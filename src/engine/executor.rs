//! Execution engine - runs a plan against the provider with UI integration

use anyhow::{Context as AnyhowContext, Result};
use colored::Colorize;
use declarative::{
    AppliedState, ApplyOptions, ApplyReport, ApplySummary, NoProgress, Outcome, Plan, PlanDiff,
    Provider, apply, reconcile,
};

use super::differ::display_diff;
use crate::progress::ApplyProgress;
use crate::ui;

/// Options for a CLI run (includes `yes` for confirmation skip)
#[derive(Debug, Clone)]
pub struct ExecuteOptions {
    /// Don't make changes, just show what would happen
    pub dry_run: bool,
    /// Number of parallel jobs
    pub jobs: usize,
    /// Skip confirmation prompts
    pub yes: bool,
    pub verbose: bool,
    pub quiet: bool,
}

impl Default for ExecuteOptions {
    fn default() -> Self {
        Self {
            dry_run: false,
            jobs: 4,
            yes: false,
            verbose: false,
            quiet: false,
        }
    }
}

/// Read what the provider currently has for every operation of `plan`.
///
/// This is a dry run of the plan: reads only, and resources whose
/// prerequisites could not be read are left out.
pub fn observe(plan: &Plan, provider: &dyn Provider, jobs: usize) -> Result<AppliedState> {
    let opts = ApplyOptions {
        dry_run: true,
        jobs,
        ..ApplyOptions::default()
    };
    let report =
        apply(plan, provider, &opts, &mut NoProgress).context("Failed to read observed state")?;
    for op in &report.operations {
        if let Outcome::Failed { error } = &op.outcome {
            log::warn!("Could not read {}: {error}", op.id);
        }
    }
    Ok(report.state)
}

/// Diff a plan against observed state
pub fn preview(plan: &Plan, provider: &dyn Provider, jobs: usize) -> Result<PlanDiff> {
    let observed = observe(plan, provider, jobs)?;
    Ok(reconcile(plan, &observed))
}

/// Show the diff, confirm, then apply `plan`.
///
/// Returns `None` when the user declines.
pub fn execute(
    plan: &Plan,
    provider: &dyn Provider,
    opts: &ExecuteOptions,
) -> Result<Option<ApplyReport>> {
    let diff = preview(plan, provider, opts.jobs)?;
    let summary = diff.summary();
    if !opts.quiet {
        display_diff(&diff, false, opts.verbose);
    }

    let needs_confirmation = summary.has_changes() && !opts.dry_run && !opts.yes;
    if needs_confirmation && !confirm_proceed(summary.total())? {
        println!();
        println!("  {} Aborted", "✗".red());
        return Ok(None);
    }

    let apply_opts = ApplyOptions {
        dry_run: opts.dry_run,
        jobs: opts.jobs,
        ..ApplyOptions::default()
    };

    if summary.has_changes() && !opts.quiet {
        println!();
        println!(
            "  {} {} {} operations ({} jobs)...",
            "→".cyan(),
            if opts.dry_run { "Checking" } else { "Applying" },
            plan.len(),
            opts.jobs
        );
    }

    let hidden = opts.quiet || !summary.has_changes();
    let mut progress = ApplyProgress::new(plan.len(), hidden, opts.verbose);
    let report = apply(plan, provider, &apply_opts, &mut progress);
    progress.finish();
    let report = report.context("Apply did not run to completion")?;

    if !opts.quiet {
        if opts.verbose || !report.is_success() {
            print_status_table(&report);
        }
        print_summary(&report.summary(), opts.dry_run);
    }
    Ok(Some(report))
}

/// Confirm with user
fn confirm_proceed(changes: usize) -> Result<bool> {
    use dialoguer::Confirm;

    let confirmed = Confirm::new()
        .with_prompt(format!("Apply {changes} changes?"))
        .default(false)
        .interact()
        .context("Could not prompt for confirmation (use --yes to skip it)")?;

    Ok(confirmed)
}

/// Print one row per operation: status, attempts, and what went wrong
pub fn print_status_table(report: &ApplyReport) {
    println!();
    println!(
        "┌─ {} ─────────────────────────────────────────┐",
        "Resource Status".bold()
    );
    for op in &report.operations {
        let physical = report
            .state
            .get(op.id.as_str())
            .map(|o| ui::truncate_middle(&o.physical_id, 32))
            .unwrap_or_default();
        let attempts = if op.attempts > 1 {
            format!(" [{} attempts]", op.attempts).yellow().to_string()
        } else {
            String::new()
        };
        println!(
            "│ {} {:<28} {:<20} {:<14} {}{}",
            ui::outcome_symbol(&op.outcome),
            op.id.as_str(),
            op.kind.as_str().dimmed(),
            ui::outcome_label(&op.outcome),
            physical.dimmed(),
            attempts
        );
        match &op.outcome {
            Outcome::Failed { error } => println!("│     {}", error.red()),
            Outcome::Skipped { because } => {
                let reason = format!("requires {because}, which did not complete");
                println!("│     {}", reason.dimmed());
            }
            _ => {}
        }
    }
    println!("└─────────────────────────────────────────────────────┘");
}

/// Print final summary
fn print_summary(summary: &ApplySummary, dry_run: bool) {
    println!();
    if dry_run {
        println!("  {} Dry run - no changes made", "ℹ".blue());
    } else if summary.is_success() {
        println!("  {} Stack applied successfully!", "✓".green().bold());
    } else {
        println!("  {} Stack applied with errors", "⚠".yellow().bold());
    }

    if summary.created > 0 {
        println!("    • {} resources created", summary.created);
    }
    if summary.updated > 0 {
        println!("    • {} resources updated", summary.updated);
    }
    if summary.replaced > 0 {
        println!("    • {} resources replaced", summary.replaced);
    }
    if summary.deleted > 0 {
        println!("    • {} resources deleted", summary.deleted);
    }
    if summary.planned > 0 {
        println!("    • {} resources would change", summary.planned);
    }
    if summary.unchanged > 0 {
        println!("    • {} resources unchanged", summary.unchanged);
    }
    if summary.skipped > 0 {
        println!("    • {} resources skipped", summary.skipped);
    }
    if summary.failed > 0 {
        println!("    • {} {} failed", summary.failed, "resources".red());
    }
}

#[cfg(test)]
mod tests {
    use super::*;
    use declarative::{
        IamRoleConfig, ResourceSpec, StackContext, Topology, build_destroy_plan, build_plan,
    };
    use simcloud::LocalCloud;
    use std::sync::Arc;

    fn roles() -> Topology {
        let mut t = Topology::new(StackContext::new("test", "us-east-1", "123456789012"));
        let role = |svc: &str| {
            ResourceSpec::IamRole(IamRoleConfig {
                assumed_by: svc.to_string(),
                managed_policies: vec![],
            })
        };
        t.add_resource("a", role("ec2.amazonaws.com"), &[]).unwrap();
        t.add_resource("b", role("ecs.amazonaws.com"), &["a".into()]).unwrap();
        t
    }

    fn quiet(yes: bool) -> ExecuteOptions {
        ExecuteOptions {
            yes,
            quiet: true,
            ..ExecuteOptions::default()
        }
    }

    #[test]
    fn test_observe_empty_cloud() {
        let cloud = Arc::new(LocalCloud::in_memory());
        let plan = build_plan(&roles()).unwrap();
        let observed = observe(&plan, &cloud.registry(), 2).unwrap();
        assert!(observed.is_empty());

        let diff = preview(&plan, &cloud.registry(), 2).unwrap();
        assert_eq!(diff.summary().creates, 2);
    }

    #[test]
    fn test_execute_then_nothing_to_do() {
        let cloud = Arc::new(LocalCloud::in_memory());
        let provider = cloud.registry();
        let plan = build_plan(&roles()).unwrap();

        let report = execute(&plan, &provider, &quiet(true)).unwrap().unwrap();
        assert_eq!(report.summary().created, 2);
        assert_eq!(cloud.len(), 2);

        // No changes: no confirmation needed even without --yes
        let report = execute(&plan, &provider, &quiet(false)).unwrap().unwrap();
        assert_eq!(report.summary().unchanged, 2);
        assert_eq!(report.state.len(), 2);

        let destroy = build_destroy_plan(&roles()).unwrap();
        let report = execute(&destroy, &provider, &quiet(true)).unwrap().unwrap();
        assert_eq!(report.summary().deleted, 2);
        assert!(cloud.is_empty());
    }

    #[test]
    fn test_dry_run_needs_no_confirmation() {
        let cloud = Arc::new(LocalCloud::in_memory());
        let plan = build_plan(&roles()).unwrap();
        let opts = ExecuteOptions {
            dry_run: true,
            quiet: true,
            ..ExecuteOptions::default()
        };
        let report = execute(&plan, &cloud.registry(), &opts).unwrap().unwrap();
        assert_eq!(report.summary().planned, 2);
        assert!(cloud.is_empty());
    }
}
########################################
One number is the full answer: how many lines of the records include the string "ExecuteOptions".

8